Towards the novel “On the lonely shore by the sea” by Zoran Ferić, translated from Croatian by Vladimir Jankovski, Ili-Ili, 2020

Although as a child he dreamed of being an astronaut, an architect, or at least a successful gangster, Zoran Ferić (1961) published his first poems in a school newspaper at the age of 15 and realized that he actually wanted to be a writer. Nevertheless, he spends his whole life as a high school teacher, although he claims that he thought of devoting himself exclusively to literature, he thinks that his life would completely fall apart if there is not that frame of living in rhythm from one summer-holiday to another (Jurčić, 2020: 82). In his witty biography, Ferić says that “he wants to read and has read a lot of books, but he has forgotten most of them. He wrote some, but soon he will probably forget them too.” (Ferić) The truth is that his biography is actually quite serious and in his opus includes two collections of short stories and several novels, which are almost without exception well accepted by both the audience and the critics. This is evidenced by the “Decade” awards he received for the collection of short stories “Walt Disney’s Mousetrap” (1996), “Xaver Shandor Djalski” and the “Jutarnji list” award for prose book of the year for the collection “Angel in Offside” (2000), and especially the awards “Vladimir Nazor”, “Jutarnji list”, the award of the city of Zagreb and the award “Cyclops” awarded by the book fair in Pula, which he received for the novel “The Mayan Calendar” (2011, in Macedonian published 2016 by Ili-Ili).
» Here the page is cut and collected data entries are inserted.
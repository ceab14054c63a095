//! Tokens, category codes and the machinery that produces tokens from characters.

mod catcode;
pub mod factory;
pub mod lexer;
pub mod trace;
pub use catcode::{CatCode, CatCodeTable};
pub use factory::TokenFactory;
use std::{fmt::Display, num};
use texpand_stdext::collections::interner;

/// Interned name of a control sequence.
///
/// The representation is opaque so that it can change without affecting consumers.
#[derive(Debug, Clone, Copy, PartialEq, Eq, PartialOrd, Ord, Hash)]
#[cfg_attr(feature = "serde", derive(serde::Serialize, serde::Deserialize))]
pub struct CsName(num::NonZeroU32);

impl CsName {
    #[inline]
    pub fn to_usize(&self) -> usize {
        self.0.get() as usize
    }

    /// Inverse of [CsName::to_usize].
    pub fn from_usize(u: usize) -> Option<CsName> {
        u32::try_from(u).ok().and_then(num::NonZeroU32::new).map(CsName)
    }
}

/// String interner for control sequence names.
pub type CsNameInterner = interner::Interner<CsName>;

impl interner::Key for CsName {
    fn try_from_usize(index: usize) -> Option<Self> {
        num::NonZeroU32::try_from_usize(index).map(CsName)
    }

    fn into_usize(self) -> usize {
        self.0.into_usize()
    }
}

/// Qualifier of control sequences and active characters.
///
/// Two code tokens with the same name in different namespaces are different tokens.
/// Command lookup for a token in a non-default namespace falls back to the default
/// namespace when the token is not defined in its own namespace.
#[derive(Debug, Clone, Copy, PartialEq, Eq, PartialOrd, Ord, Hash, Default)]
#[cfg_attr(feature = "serde", derive(serde::Serialize, serde::Deserialize))]
pub struct Namespace(u16);

impl Namespace {
    pub const DEFAULT: Namespace = Namespace(0);

    pub fn is_default(&self) -> bool {
        *self == Namespace::DEFAULT
    }

    pub(crate) fn new(index: u16) -> Namespace {
        Namespace(index)
    }

    pub(crate) fn index(&self) -> usize {
        self.0 as usize
    }
}

/// The value of a token.
#[derive(Debug, Eq, PartialEq, Clone, Copy, Hash)]
#[cfg_attr(feature = "serde", derive(serde::Serialize, serde::Deserialize))]
pub enum Value {
    BeginGroup(char),
    EndGroup(char),
    MathShift(char),
    AlignmentTab(char),
    Parameter(char),
    Superscript(char),
    Subscript(char),
    Space(char),
    Letter(char),
    Other(char),
    CommandRef(CommandRef),
}

/// A token that refers to a command: a control sequence or an active character.
#[derive(Debug, Eq, PartialEq, Clone, Copy, Hash)]
#[cfg_attr(feature = "serde", derive(serde::Serialize, serde::Deserialize))]
pub enum CommandRef {
    ControlSequence(CsName, Namespace),
    ActiveCharacter(char, Namespace),
}

impl CommandRef {
    pub fn namespace(&self) -> Namespace {
        match self {
            CommandRef::ControlSequence(_, namespace) => *namespace,
            CommandRef::ActiveCharacter(_, namespace) => *namespace,
        }
    }

    /// The same command reference in the default namespace.
    pub fn in_default_namespace(&self) -> CommandRef {
        match *self {
            CommandRef::ControlSequence(name, _) => {
                CommandRef::ControlSequence(name, Namespace::DEFAULT)
            }
            CommandRef::ActiveCharacter(c, _) => CommandRef::ActiveCharacter(c, Namespace::DEFAULT),
        }
    }

    pub fn to_string(&self, cs_name_interner: &CsNameInterner) -> String {
        match self {
            CommandRef::ControlSequence(cs_name, _) => {
                format!("\\{}", cs_name_interner.resolve(*cs_name).unwrap_or_default())
            }
            CommandRef::ActiveCharacter(c, _) => format!("{c}"),
        }
    }
}

impl Value {
    /// Builds the value of a character token.
    ///
    /// Returns [None] for the category codes that never appear on tokens.
    /// Active characters are placed in the default namespace.
    pub fn new(c: char, cat_code: CatCode) -> Option<Value> {
        Some(match cat_code {
            CatCode::BeginGroup => Value::BeginGroup(c),
            CatCode::EndGroup => Value::EndGroup(c),
            CatCode::MathShift => Value::MathShift(c),
            CatCode::AlignmentTab => Value::AlignmentTab(c),
            CatCode::Parameter => Value::Parameter(c),
            CatCode::Superscript => Value::Superscript(c),
            CatCode::Subscript => Value::Subscript(c),
            CatCode::Space => Value::Space(c),
            CatCode::Letter => Value::Letter(c),
            CatCode::Other => Value::Other(c),
            CatCode::Active => {
                Value::CommandRef(CommandRef::ActiveCharacter(c, Namespace::DEFAULT))
            }
            CatCode::Escape
            | CatCode::EndOfLine
            | CatCode::Ignored
            | CatCode::Comment
            | CatCode::Invalid => return None,
        })
    }
}

/// A TeX token.
///
/// Equality ignores the trace key: two tokens are equal if they have the same value.
#[derive(Debug, Eq, Clone, Copy)]
#[cfg_attr(feature = "serde", derive(serde::Serialize, serde::Deserialize))]
pub struct Token {
    value: Value,
    trace_key: trace::Key,
}

impl PartialEq for Token {
    fn eq(&self, other: &Self) -> bool {
        self.value == other.value
    }
}

macro_rules! token_constructor {
    ($name: ident, $value: expr) => {
        pub fn $name(c: char, trace_key: trace::Key) -> Token {
            Token {
                value: $value(c),
                trace_key,
            }
        }
    };
}

impl Token {
    token_constructor!(new_begin_group, Value::BeginGroup);
    token_constructor!(new_end_group, Value::EndGroup);
    token_constructor!(new_math_shift, Value::MathShift);
    token_constructor!(new_alignment_tab, Value::AlignmentTab);
    token_constructor!(new_parameter, Value::Parameter);
    token_constructor!(new_superscript, Value::Superscript);
    token_constructor!(new_subscript, Value::Subscript);
    token_constructor!(new_space, Value::Space);
    token_constructor!(new_letter, Value::Letter);
    token_constructor!(new_other, Value::Other);

    pub fn new_active_character(c: char, namespace: Namespace, trace_key: trace::Key) -> Token {
        Token {
            value: Value::CommandRef(CommandRef::ActiveCharacter(c, namespace)),
            trace_key,
        }
    }

    pub fn new_control_sequence(name: CsName, namespace: Namespace, trace_key: trace::Key) -> Token {
        Token {
            value: Value::CommandRef(CommandRef::ControlSequence(name, namespace)),
            trace_key,
        }
    }

    pub fn new_from_value(value: Value, trace_key: trace::Key) -> Token {
        Token { value, trace_key }
    }

    #[inline]
    pub fn value(&self) -> Value {
        self.value
    }

    #[inline]
    pub fn trace_key(&self) -> trace::Key {
        self.trace_key
    }

    #[inline]
    pub fn is_space(&self) -> bool {
        matches!(self.value, Value::Space(_))
    }

    /// The command reference, if this is a code token.
    #[inline]
    pub fn command_ref(&self) -> Option<CommandRef> {
        match self.value {
            Value::CommandRef(command_ref) => Some(command_ref),
            _ => None,
        }
    }

    /// The character of a character token or active character.
    pub fn char(&self) -> Option<char> {
        match self.value {
            Value::BeginGroup(c)
            | Value::EndGroup(c)
            | Value::MathShift(c)
            | Value::AlignmentTab(c)
            | Value::Parameter(c)
            | Value::Superscript(c)
            | Value::Subscript(c)
            | Value::Space(c)
            | Value::Letter(c)
            | Value::Other(c) => Some(c),
            Value::CommandRef(CommandRef::ActiveCharacter(c, _)) => Some(c),
            Value::CommandRef(CommandRef::ControlSequence(..)) => None,
        }
    }

    pub fn cat_code(&self) -> Option<CatCode> {
        Some(match self.value {
            Value::BeginGroup(_) => CatCode::BeginGroup,
            Value::EndGroup(_) => CatCode::EndGroup,
            Value::MathShift(_) => CatCode::MathShift,
            Value::AlignmentTab(_) => CatCode::AlignmentTab,
            Value::Parameter(_) => CatCode::Parameter,
            Value::Superscript(_) => CatCode::Superscript,
            Value::Subscript(_) => CatCode::Subscript,
            Value::Space(_) => CatCode::Space,
            Value::Letter(_) => CatCode::Letter,
            Value::Other(_) => CatCode::Other,
            Value::CommandRef(CommandRef::ActiveCharacter(..)) => CatCode::Active,
            Value::CommandRef(CommandRef::ControlSequence(..)) => return None,
        })
    }
}

enum PendingWhitespace {
    NotStarted,
    None,
    Space,
    Newlines(usize),
}

impl PendingWhitespace {
    fn start(&mut self) {
        *self = PendingWhitespace::None;
    }

    fn add_space(&mut self) {
        if let PendingWhitespace::None = self {
            *self = PendingWhitespace::Space;
        }
    }

    fn add_newline(&mut self) {
        *self = match self {
            PendingWhitespace::NotStarted => PendingWhitespace::NotStarted,
            PendingWhitespace::None | PendingWhitespace::Space => PendingWhitespace::Newlines(1),
            PendingWhitespace::Newlines(n) => PendingWhitespace::Newlines(*n + 1),
        }
    }
}

impl Display for PendingWhitespace {
    fn fmt(&self, f: &mut std::fmt::Formatter<'_>) -> std::fmt::Result {
        match self {
            PendingWhitespace::NotStarted | PendingWhitespace::None => Ok(()),
            PendingWhitespace::Space => write!(f, " "),
            PendingWhitespace::Newlines(n) => {
                for _ in 0..*n {
                    writeln!(f)?;
                }
                Ok(())
            }
        }
    }
}

/// Writes tokens as text.
///
/// Leading and trailing whitespace is dropped and runs of spaces are collapsed.
/// Control sequences are written with a leading backslash.
pub struct Writer<I> {
    io_writer: I,
    pending_whitespace: PendingWhitespace,
}

impl<I: Default> Default for Writer<I> {
    fn default() -> Self {
        Writer::new(Default::default())
    }
}

impl<I> Writer<I> {
    pub fn new(io_writer: I) -> Self {
        Self {
            io_writer,
            pending_whitespace: PendingWhitespace::NotStarted,
        }
    }

    pub fn take_io_writer(self) -> I {
        self.io_writer
    }
}

impl<I: std::io::Write> Writer<I> {
    pub fn write(&mut self, interner: &CsNameInterner, token: Token) -> Result<(), std::io::Error> {
        match &token.value {
            Value::CommandRef(CommandRef::ControlSequence(s, _)) => {
                write!(
                    self.io_writer,
                    "{}\\{}",
                    self.pending_whitespace,
                    interner.resolve(*s).unwrap_or_default()
                )?;
                self.pending_whitespace.start();
            }
            Value::Space('\n') => self.pending_whitespace.add_newline(),
            Value::Space(_) => self.pending_whitespace.add_space(),
            _ => {
                if let Some(c) = token.char() {
                    write!(self.io_writer, "{}{}", self.pending_whitespace, c)?;
                }
                self.pending_whitespace.start();
            }
        }
        Ok(())
    }

    /// Writes a newline that is not subject to whitespace trimming.
    pub fn write_newline(&mut self) -> Result<(), std::io::Error> {
        writeln!(self.io_writer)?;
        self.pending_whitespace = PendingWhitespace::NotStarted;
        Ok(())
    }
}

/// Writes tokens to a string.
pub fn write_tokens<'a, T>(tokens: T, interner: &CsNameInterner) -> String
where
    T: IntoIterator<Item = &'a Token>,
{
    let mut writer: Writer<Vec<u8>> = Default::default();
    for token in tokens {
        // Writing to a vector cannot fail.
        let _ = writer.write(interner, *token);
    }
    String::from_utf8_lossy(&writer.take_io_writer()).into_owned()
}

/// Writes tokens the way TeX shows token lists in traces: every token is shown,
/// spaces included, and a control sequence made of letters is followed by a space.
pub fn show_tokens<'a, T>(tokens: T, interner: &CsNameInterner) -> String
where
    T: IntoIterator<Item = &'a Token>,
{
    let mut s = String::new();
    for token in tokens {
        match token.value {
            Value::CommandRef(CommandRef::ControlSequence(name, _)) => {
                let name = interner.resolve(name).unwrap_or_default();
                s.push('\\');
                s.push_str(name);
                let mut chars = name.chars();
                match (chars.next(), chars.next()) {
                    (Some(c), None) if !c.is_alphabetic() => {}
                    _ => s.push(' '),
                }
            }
            _ => {
                if let Some(c) = token.char() {
                    s.push(c);
                }
            }
        }
    }
    s
}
“After the great success of the mentioned ‘Mayan Calendar’, many wondered if he had written the book of his life and if he could write another novel of the same quality. Fortunately for Ferić and his fans, he proved very quickly that he can and, on the contrary, that we should not worry at all about whether he will be left without inspiration for his future works.” (Glavina, 2016) His next novel “Na osami blizu mora” (2015), which was published in Macedonian as “On the lonely shore by the sea” (Ili-Ili, 2020) in an excellent translation by Vladimir Jankovski[1], is the core of this text. And the center of the novel revolves around the lives of several friends and their love adventures on the island of Rab, although the author claims that his goal was to draw a much bigger character besides his characters: the island itself, to whom he owes everything, because here he spent the most beautiful summers, met the woman of his life and made good friends.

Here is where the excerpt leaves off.